This Guidance helps customers who have on-premises restrictions or who have existing Kubernetes investments to use either Amazon Elastic Kubernetes Service (Amazon EKS) and Kubeflow or Amazon SageMaker to implement a hybrid, distributed machine learning (ML) training architecture. Kubernetes is a widely adopted system for automating infrastructure deployment, resource scaling, and management of containerized applications. The open-source community developed a layer on top of Kubernetes called Kubeflow, which aims to make the deployment of end-to-end ML workflows on Kubernetes simple, portable, and scalable. With the ability to choose between two approaches at runtime in this architecture, customers gain maximum control over their ML deployments. They can continue using open-source libraries in their deep learning training script and still make it compatible to run on both Kubernetes and SageMaker.
Architecture Diagram
Step 1
Deploy Kubeflow to Amazon Elastic Kubernetes Service (Amazon EKS) and access Jupyter Notebooks from the Kubeflow Central Dashboard. Kubernetes provides a command line tool (Kubectl) for communicating with a Kubernetes cluster's control plane, using the Kubernetes API.
Step 2
Use the Kubeflow Pipelines software development kit (SDK) to compile Python functions into workflow resources and to create Kubeflow pipelines.
Step 3
Use the Kubeflow Pipelines SDK client to call the pipeline service endpoint and run the pipeline.
Step 4
The pipeline evaluates the conditional runtime variables and decides between Amazon SageMaker or Kubernetes as the target run environment.
Step 5
Use the Kubeflow PyTorch Operator to run distributed training on the Kubernetes cluster, or use the SageMaker component to submit the training on the SageMaker managed platform.
Well-Architected Pillars
The AWS Well-Architected Framework helps you understand the pros and cons of the decisions you make when building systems in the cloud. The six pillars of the Framework allow you to learn architectural best practices for designing and operating reliable, secure, efficient, cost-effective, and sustainable systems. Using the AWS Well-Architected Tool, available at no charge in the AWS Management Console, you can review your workloads against these best practices by answering a set of questions for each pillar.

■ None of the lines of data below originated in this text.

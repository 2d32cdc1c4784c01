//! WebSocket protocol message definitions
//! These are the wire types for client-server communication

use serde::{Deserialize, Serialize};
use uuid::Uuid;

use crate::game::entity::{Obstacle, Role, Slot};
use crate::game::r#match::{EndReason, MatchPhase};
use crate::game::rules::{RuleOverrides, RuleSet};

/// Messages sent from client to server
#[derive(Debug, Clone, Serialize, Deserialize)]
#[serde(tag = "type", rename_all = "snake_case")]
pub enum ClientMsg {
    /// Register in the room; the first joiner becomes host
    Join { name: String },

    /// Desired intent for the next tick (last value wins)
    Input {
        /// Movement direction, need not be normalized
        #[serde(default)]
        dx: f32,
        #[serde(default)]
        dy: f32,
        #[serde(default)]
        sprint: bool,
        /// Use the active slot this tick
        #[serde(default)]
        shoot: bool,
        /// Aim point in field coordinates
        #[serde(default)]
        aim_x: f32,
        #[serde(default)]
        aim_y: f32,
        #[serde(default)]
        slot: Slot,
    },

    /// Host-only: start the match, optionally overriding the room rules
    StartMatch {
        #[serde(default)]
        rules: Option<RuleOverrides>,
    },

    /// Host-only: leave the ended state and go back to the lobby
    ReturnToLobby,

    /// Leave the room
    Leave,
}

/// Messages sent from server to client
#[derive(Debug, Clone, Serialize)]
#[serde(tag = "type", rename_all = "snake_case")]
pub enum ServerMsg {
    /// Sent once per connection after joining
    Init {
        id: Uuid,
        field_width: f32,
        field_height: f32,
        obstacles: Vec<Obstacle>,
        host: bool,
    },

    /// Player joined the room
    PlayerJoined { id: Uuid, name: String },

    /// Player left the room
    PlayerLeft { id: Uuid, reason: String },

    /// Lobby -> Playing
    MatchStarted {
        hunter_id: Uuid,
        timer: f32,
        rules: RuleSet,
        obstacles: Vec<Obstacle>,
    },

    /// Per-tick state view
    Tick {
        seq: u64,
        phase: MatchPhase,
        timer: f32,
        players: Vec<PlayerSnapshot>,
        npcs: Vec<NpcSnapshot>,
        projectiles: Vec<ProjectileSnapshot>,
        events: Vec<GameEvent>,
    },

    /// Playing -> Ended
    MatchEnded { reason: EndReason, hunter_won: bool },

    /// Rejected request, sent only to the requester
    Error { code: String, message: String },
}

/// Player state in a snapshot. Coordinates are truncated to integers.
#[derive(Debug, Clone, PartialEq, Serialize)]
pub struct PlayerSnapshot {
    pub id: Uuid,
    pub name: String,
    pub x: i32,
    pub y: i32,
    pub role: Role,
    pub alive: bool,
    pub host: bool,
    pub stamina: u8,
    pub ammo: u32,
    pub slot: Slot,
    pub mark: u8,
    pub color: &'static str,
    pub idle: bool,
}

#[derive(Debug, Clone, PartialEq, Serialize)]
pub struct NpcSnapshot {
    pub id: u32,
    pub x: i32,
    pub y: i32,
    pub alive: bool,
    pub mark: u8,
    pub color: &'static str,
    pub idle: bool,
}

#[derive(Debug, Clone, PartialEq, Serialize)]
pub struct ProjectileSnapshot {
    pub id: u32,
    pub x: i32,
    pub y: i32,
}

/// One-shot events, drained after every tick
#[derive(Debug, Clone, PartialEq, Serialize)]
#[serde(tag = "kind", rename_all = "snake_case")]
pub enum GameEvent {
    /// Something died at this position
    Kill { x: i32, y: i32, color: &'static str },

    /// Display text
    Msg { text: String },

    /// Camera shake magnitude
    Shake { magnitude: f32 },

    /// Sound cue name
    Sound { cue: &'static str },
}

The architecture diagram above is an example of a Solution created with Well-Architected best practices in mind. To be fully Well-Architected, you should follow as many Well-Architected best practices as possible.
-
Operational Excellence
To support scalable simulation and key performance indicator (KPI) calculation models, use Amazon EKS and Amazon QuickSight.
-
Security
Resources are stored in a virtual private cloud (VPC), which provides a logically isolated network. You can grant access to these resources using AWS Identity and Access Management (IAM) roles that grant least privilege, or the minimum number of permissions required to complete a task.
-
Reliability
Kubeflow on AWS supports a data pipeline orchestration.
-
Performance Efficiency
If you have on-premises restrictions or existing Kubernetes investments, you can use Amazon EKS and Kubeflow on AWS to implement an ML pipeline for distributed training or use a fully managed SageMaker solution for production-scale training infrastructure. These two options help you scale to meet workload requirements of the training environment.
-
Cost Optimization
We selected resource sizes and types based on resource characteristics and past workloads so you only pay for resources matched to your needs.
-
Sustainability
SageMaker is designed to handle training clusters that scale up as needed and shut down automatically when jobs are complete. SageMaker also reduces the amount of infrastructure and operational overhead typically required with training deep learning models on hundreds of GPUs. Amazon Elastic File System (Amazon EFS) integration with the training clusters and the development environment allow you to share your code and processed training dataset, so you don’t have to build the container image and load large datasets after every code change.
Implementation Resources
The sample code is a starting point. It is industry validated, prescriptive but not definitive, and a peek under the hood to help you begin.
Related Content
Build flexible and scalable distributed training architectures using Kubeflow on AWS and Amazon SageMaker
Disclaimer
The sample code; software libraries; command line tools; proofs of concept; templates; or other related technology (including any of the foregoing that are provided by our personnel) is provided to you as AWS Content under the AWS Customer Agreement, or the relevant written agreement between you and AWS (whichever applies). You should not use this AWS Content in your production accounts, or on production or other critical data. You are responsible for testing, securing, and optimizing the AWS Content, such as sample code, as appropriate for production grade use based on your specific quality control practices and standards. Deploying AWS Content may incur AWS charges for creating or using AWS chargeable resources, such as running Amazon EC2 instances or using Amazon S3 storage.
References to third-party services or organizations in this Guidance do not imply an endorsement, sponsorship, or affiliation between Amazon or AWS and the third party. Guidance from AWS is a technical starting point, and you can customize your integration with third-party services when you deploy the architecture.